LREC 2000 2nd International Conference on Language Resources & Evaluation

Title The Concede Model for Lexical Databases
Authors Erjavec Tomaž (Dept. for Intelligent Systems, Jožef Stefan Institute, Ljubljana, Slovenia,
Evans Roger (Information Technology Research Institute, University of Brighton, Lewes Rd, Brighton, UK,, http:/
Ide Nancy (Department of Computer Science, Vassar College, Poughkeepsie, NY 12604-0520 USA,
Kilgarriff Adam (ITRI, University of Brighton, Brighton, England,
Keywords Dictionary, Lexical Database, TEI, Up-Translation, XML
Session Session WP1 - Lexicon
Full Paper, 335.pdf
Abstract The value of language resources is greatly enhanced if they share a common markup with an explicit minimal semantics.
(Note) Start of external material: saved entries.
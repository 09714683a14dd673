use crate::domain::document::FileType;
use crate::domain::error::{AppError, Result};

use std::path::Path;

/// Resolve the declared media type plus filename to one canonical
/// `FileType`. Pure, no I/O.
///
/// If the declared type is too generic to match any rule, the detector
/// re-derives a media type from the filename extension and retries exactly
/// once. A guess identical to the original input must not retry again.
pub fn detect(media_type: &str, filename: &str) -> Result<FileType> {
    detect_inner(media_type, filename, false)
}

fn detect_inner(media_type: &str, filename: &str, retried: bool) -> Result<FileType> {
    let declared = media_type.trim().to_ascii_lowercase();
    let extension = file_extension(filename);

    if let Some(file_type) = match_rules(&declared, &extension) {
        return Ok(file_type);
    }

    if retried {
        return Err(AppError::UnsupportedFileType(format!(
            "{} ({})",
            media_type, filename
        )));
    }

    let guessed = mime_guess::from_path(filename)
        .first_raw()
        .unwrap_or_default()
        .to_ascii_lowercase();

    // Retry bound: an empty or identical guess would loop forever.
    if guessed.is_empty() || guessed == declared {
        return Err(AppError::UnsupportedFileType(format!(
            "{} ({})",
            media_type, filename
        )));
    }

    detect_inner(&guessed, filename, true)
}

fn file_extension(filename: &str) -> String {
    Path::new(filename)
        .extension()
        .and_then(|ext| ext.to_str())
        .unwrap_or_default()
        .to_ascii_lowercase()
}

/// Resolution order is fixed; first match wins.
fn match_rules(declared: &str, extension: &str) -> Option<FileType> {
    if declared.contains("pdf") || extension == "pdf" {
        return Some(FileType::Pdf);
    }
    if declared.contains("wordprocessingml") || declared.contains("msword") || extension == "docx" {
        return Some(FileType::Docx);
    }
    if declared.contains("presentationml")
        || declared.contains("powerpoint")
        || extension == "pptx"
    {
        return Some(FileType::Pptx);
    }
    if declared.contains("csv") || extension == "csv" {
        return Some(FileType::Csv);
    }
    if declared.contains("spreadsheetml") || declared.contains("excel") || extension == "xlsx" {
        return Some(FileType::Xlsx);
    }
    if declared.contains("json") || extension == "json" {
        return Some(FileType::Json);
    }
    if declared.contains("markdown") || extension == "md" || extension == "markdown" {
        return Some(FileType::Markdown);
    }
    if declared.contains("html") || extension == "html" || extension == "htm" {
        return Some(FileType::Html);
    }
    if declared.starts_with("text/plain") || extension == "txt" {
        return Some(FileType::Txt);
    }
    None
}
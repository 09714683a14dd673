//! docsift extracts plain text from uploaded documents: PDF, Office
//! formats, tabular data and markup. Scanned PDFs fall back to an ordered
//! OCR backend chain; large tabular inputs are deterministically sampled;
//! file-size and output-size quotas bound every request.
//!
//! The entry point is [`DocumentExtraction::process_document`].

pub mod application;
pub mod domain;
pub mod infrastructure;

pub use application::use_cases::extraction::DocumentExtraction;
pub use application::use_cases::ocr_chain::{OcrBackend, OcrEngineChain, OcrFailure, OcrOutcome};
pub use application::use_cases::quota::QuotaEnforcer;
pub use domain::document::{ExtractionMode, ExtractionOutput, ExtractionRequest, FileType};
pub use domain::error::{AppError, QuotaKind, Result};
pub use domain::metrics::ProcessingMetrics;
pub use domain::quota::QuotaConfig;
pub use infrastructure::config::QuotaProvider;
pub use infrastructure::ocr::{CloudOcrBackend, TesseractBackend};

/// Install the global tracing subscriber, honoring `RUST_LOG`.
pub fn init_tracing() {
    use tracing_subscriber::{fmt, EnvFilter};

    let filter = EnvFilter::try_from_default_env().unwrap_or_else(|_| EnvFilter::new("info"));
    let _ = fmt().with_env_filter(filter).try_init();
}
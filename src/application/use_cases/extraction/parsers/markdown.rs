use pulldown_cmark::{Event, Parser, Tag};

use crate::application::use_cases::extraction::DocumentExtraction;
use crate::domain::metrics::ProcessingMetrics;

impl DocumentExtraction {
    /// Flatten markup to plain text; block boundaries become newlines.
    pub(in crate::application::use_cases::extraction) fn extract_markdown(
        &self,
        bytes: &[u8],
        _metrics: &mut ProcessingMetrics,
    ) -> String {
        let source = String::from_utf8_lossy(bytes);
        let mut text = String::new();

        for event in Parser::new(&source) {
            match event {
                Event::Text(chunk) | Event::Code(chunk) => text.push_str(&chunk),
                Event::SoftBreak | Event::HardBreak => text.push('\n'),
                Event::End(Tag::Paragraph)
                | Event::End(Tag::Heading(..))
                | Event::End(Tag::Item)
                | Event::End(Tag::CodeBlock(_))
                | Event::End(Tag::BlockQuote)
                | Event::End(Tag::TableRow)
                | Event::End(Tag::TableHead) => text.push('\n'),
                Event::End(Tag::TableCell) => text.push(' '),
                Event::Rule => text.push('\n'),
                _ => {}
            }
        }

        text.trim().to_string()
    }
}
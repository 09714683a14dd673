use tracing::{debug, warn};

use crate::application::use_cases::extraction::{check_deadline, DocumentExtraction};
use crate::application::use_cases::sufficiency::{is_sufficient, DEFAULT_MIN_CHARS};
use crate::domain::document::{ExtractionMode, ExtractionRequest};
use crate::domain::error::Result;
use crate::domain::metrics::ProcessingMetrics;

impl DocumentExtraction {
    /// Embedded text layer first; the OCR chain only when that layer is
    /// missing, judged insufficient, or OCR is forced.
    pub(in crate::application::use_cases::extraction) async fn extract_pdf(
        &self,
        bytes: &[u8],
        request: &ExtractionRequest,
        metrics: &mut ProcessingMetrics,
    ) -> Result<String> {
        let direct = match lopdf::Document::load_mem(bytes) {
            Ok(document) => {
                let pages = document.get_pages();
                metrics.page_count = pages.len().max(1) as i64;

                let mut page_texts: Vec<String> = Vec::new();
                for page_number in pages.keys() {
                    match document.extract_text(&[*page_number]) {
                        Ok(text) => {
                            if !text.trim().is_empty() {
                                page_texts.push(text.trim().to_string());
                            }
                        }
                        Err(err) => {
                            metrics.record_error(format!(
                                "PDF page {} text extraction failed: {}",
                                page_number, err
                            ));
                        }
                    }
                }
                page_texts.join("\n\n")
            }
            Err(err) => {
                warn!(filename = %request.filename, %err, "PDF structure parse failed");
                metrics.record_error(format!("PDF parse failed: {}", err));
                String::new()
            }
        };

        if !request.force_ocr && is_sufficient(&direct, DEFAULT_MIN_CHARS) {
            metrics.extraction_mode = ExtractionMode::Direct;
            return Ok(direct);
        }

        debug!(
            filename = %request.filename,
            force_ocr = request.force_ocr,
            direct_chars = direct.chars().count(),
            "embedded text insufficient, running OCR chain"
        );
        check_deadline(request.deadline)?;
        metrics.extraction_mode = ExtractionMode::Ocr;
        self.ocr_chain
            .recognize(bytes, metrics, request.deadline)
            .await
    }
}
//! Ordered OCR backend fallback chain.
//!
//! Each backend attempt is isolated: failures and empty results are
//! recorded as structured errors and fall through to the next backend.
//! Exhaustion is a degraded success, never an exception past the chain
//! boundary.

use async_trait::async_trait;
use serde::{Deserialize, Serialize};
use std::fmt;
use std::sync::Arc;
use std::time::Instant;
use tracing::{info, warn};

use crate::domain::error::{AppError, Result};
use crate::domain::metrics::ProcessingMetrics;

#[derive(Debug, Clone, Serialize, Deserialize)]
pub struct OcrPage {
    pub page_number: i64,
    pub text: String,
}

/// A successful backend attempt. Never partially filled: `text` is the
/// page-ordered concatenation of `pages`.
#[derive(Debug, Clone, Serialize, Deserialize)]
pub struct OcrOutcome {
    pub text: String,
    pub pages: Vec<OcrPage>,
    pub confidence: Option<f32>,
}

impl OcrOutcome {
    pub fn from_pages(pages: Vec<OcrPage>, confidence: Option<f32>) -> Self {
        let text = pages
            .iter()
            .map(|p| p.text.as_str())
            .collect::<Vec<_>>()
            .join("\n\n");
        Self {
            text,
            pages,
            confidence,
        }
    }
}

/// Typed failure reason for one backend attempt.
#[derive(Debug, Clone)]
pub enum OcrFailure {
    Unavailable(String),
    Http(String),
    Engine(String),
    EmptyResult,
}

impl fmt::Display for OcrFailure {
    fn fmt(&self, f: &mut fmt::Formatter<'_>) -> fmt::Result {
        match self {
            OcrFailure::Unavailable(msg) => write!(f, "backend unavailable: {}", msg),
            OcrFailure::Http(msg) => write!(f, "request failed: {}", msg),
            OcrFailure::Engine(msg) => write!(f, "engine failed: {}", msg),
            OcrFailure::EmptyResult => write!(f, "OCR produced no text"),
        }
    }
}

#[async_trait]
pub trait OcrBackend: Send + Sync {
    fn name(&self) -> &'static str;

    /// Whether the backend has everything it needs to attempt recognition.
    /// Resolved once at chain construction, not probed per call.
    fn is_available(&self) -> bool;

    async fn recognize(&self, document: &[u8]) -> std::result::Result<OcrOutcome, OcrFailure>;
}

pub struct OcrEngineChain {
    backends: Vec<Arc<dyn OcrBackend>>,
}

impl OcrEngineChain {
    /// Build the chain's capability table: unavailable backends are absent,
    /// not retried per request.
    pub fn new(candidates: Vec<Arc<dyn OcrBackend>>) -> Self {
        let backends: Vec<Arc<dyn OcrBackend>> = candidates
            .into_iter()
            .filter(|backend| {
                if backend.is_available() {
                    true
                } else {
                    info!(backend = backend.name(), "OCR backend not configured, skipping");
                    false
                }
            })
            .collect();
        Self { backends }
    }

    pub fn backend_names(&self) -> Vec<&'static str> {
        self.backends.iter().map(|b| b.name()).collect()
    }

    /// Try backends in order until one yields non-empty text. On total
    /// exhaustion returns empty text with `ocr_method == "failed"`.
    pub async fn recognize(
        &self,
        document: &[u8],
        metrics: &mut ProcessingMetrics,
        deadline: Option<Instant>,
    ) -> Result<String> {
        for backend in &self.backends {
            if let Some(deadline) = deadline {
                if Instant::now() >= deadline {
                    return Err(AppError::Cancelled(
                        "deadline reached before OCR attempt".to_string(),
                    ));
                }
            }

            match backend.recognize(document).await {
                Ok(outcome) if !outcome.text.trim().is_empty() => {
                    info!(
                        backend = backend.name(),
                        pages = outcome.pages.len(),
                        "OCR succeeded"
                    );
                    metrics.ocr_method = Some(backend.name().to_string());
                    if let Some(confidence) = outcome.confidence {
                        if confidence < 0.5 {
                            metrics.record_warning(format!(
                                "{}: low OCR confidence ({:.2})",
                                backend.name(),
                                confidence
                            ));
                        }
                    }
                    return Ok(outcome.text);
                }
                Ok(_) => {
                    // Empty or all-whitespace text is a failure for
                    // fall-through purposes.
                    warn!(backend = backend.name(), "OCR returned empty text");
                    metrics.record_error(format!("{}: {}", backend.name(), OcrFailure::EmptyResult));
                }
                Err(failure) => {
                    warn!(backend = backend.name(), %failure, "OCR backend failed");
                    metrics.record_error(format!("{}: {}", backend.name(), failure));
                }
            }
        }

        metrics.ocr_method = Some("failed".to_string());
        Ok(String::new())
    }
}

#[cfg(test)]
mod tests {
    use super::*;

    struct FakeBackend {
        name: &'static str,
        available: bool,
        result: std::result::Result<&'static str, &'static str>,
    }

    #[async_trait]
    impl OcrBackend for FakeBackend {
        fn name(&self) -> &'static str {
            self.name
        }

        fn is_available(&self) -> bool {
            self.available
        }

        async fn recognize(&self, _document: &[u8]) -> std::result::Result<OcrOutcome, OcrFailure> {
            match self.result {
                Ok(text) => Ok(OcrOutcome::from_pages(
                    vec![OcrPage {
                        page_number: 1,
                        text: text.to_string(),
                    }],
                    None,
                )),
                Err(msg) => Err(OcrFailure::Engine(msg.to_string())),
            }
        }
    }

    fn chain(backends: Vec<FakeBackend>) -> OcrEngineChain {
        OcrEngineChain::new(
            backends
                .into_iter()
                .map(|b| Arc::new(b) as Arc<dyn OcrBackend>)
                .collect(),
        )
    }

    #[tokio::test]
    async fn unconfigured_backend_is_never_attempted() {
        let chain = chain(vec![
            FakeBackend {
                name: "cloud",
                available: false,
                result: Ok("cloud text"),
            },
            FakeBackend {
                name: "tesseract",
                available: true,
                result: Ok("local text"),
            },
        ]);
        assert_eq!(chain.backend_names(), vec!["tesseract"]);

        let mut metrics = ProcessingMetrics::new("scan.pdf", "application/pdf");
        let text = chain.recognize(b"pdf", &mut metrics, None).await.unwrap();
        assert_eq!(text, "local text");
        assert_eq!(metrics.ocr_method.as_deref(), Some("tesseract"));
        assert!(metrics.errors.is_empty());
    }

    #[tokio::test]
    async fn failed_backend_falls_through() {
        let chain = chain(vec![
            FakeBackend {
                name: "cloud",
                available: true,
                result: Err("connection refused"),
            },
            FakeBackend {
                name: "tesseract",
                available: true,
                result: Ok("local text"),
            },
        ]);

        let mut metrics = ProcessingMetrics::new("scan.pdf", "application/pdf");
        let text = chain.recognize(b"pdf", &mut metrics, None).await.unwrap();
        assert_eq!(text, "local text");
        assert_eq!(metrics.ocr_method.as_deref(), Some("tesseract"));
        assert_eq!(metrics.errors.len(), 1);
        assert!(metrics.errors[0].contains("cloud"));
    }

    #[tokio::test]
    async fn exhausted_chain_degrades_to_empty_text() {
        let chain = chain(vec![
            FakeBackend {
                name: "cloud",
                available: true,
                result: Err("timeout"),
            },
            FakeBackend {
                name: "tesseract",
                available: true,
                result: Ok("   "),
            },
        ]);

        let mut metrics = ProcessingMetrics::new("scan.pdf", "application/pdf");
        let text = chain.recognize(b"pdf", &mut metrics, None).await.unwrap();
        assert_eq!(text, "");
        assert_eq!(metrics.ocr_method.as_deref(), Some("failed"));
        // One structured error per failed attempt, whitespace counts as failure.
        assert_eq!(metrics.errors.len(), 2);
    }

    #[tokio::test]
    async fn expired_deadline_cancels_between_attempts() {
        let chain = chain(vec![FakeBackend {
            name: "tesseract",
            available: true,
            result: Ok("text"),
        }]);

        let mut metrics = ProcessingMetrics::new("scan.pdf", "application/pdf");
        let expired = Instant::now() - std::time::Duration::from_millis(1);
        let err = chain
            .recognize(b"pdf", &mut metrics, Some(expired))
            .await
            .unwrap_err();
        assert!(matches!(err, AppError::Cancelled(_)));
    }
}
Achieving this goal for lexical databases is difficult, as large-scale resources can realistically only be obtained by up-translation from pre-existing dictionaries, each with its own proprietary structure. This paper describes the approach we have taken in the Concede project, which aims to develop compatible lexical databases for six Central and Eastern European languages. Starting with sample entries from original presentation-oriented electronic representations of dictionaries, we transformed the data into an intermediate TEI-compatible represen-tation to provide a common baseline for evaluating and comparing the dictionaries. We then developed a more restrictive encoding, formalised as an XML DTD with a clearly-defined semantic interpretation. We present this DTD and discuss a sample conversion from TEI, together with an application which hyperlinks a HTML representation of the dictionary to on-line concordancing over a corpus.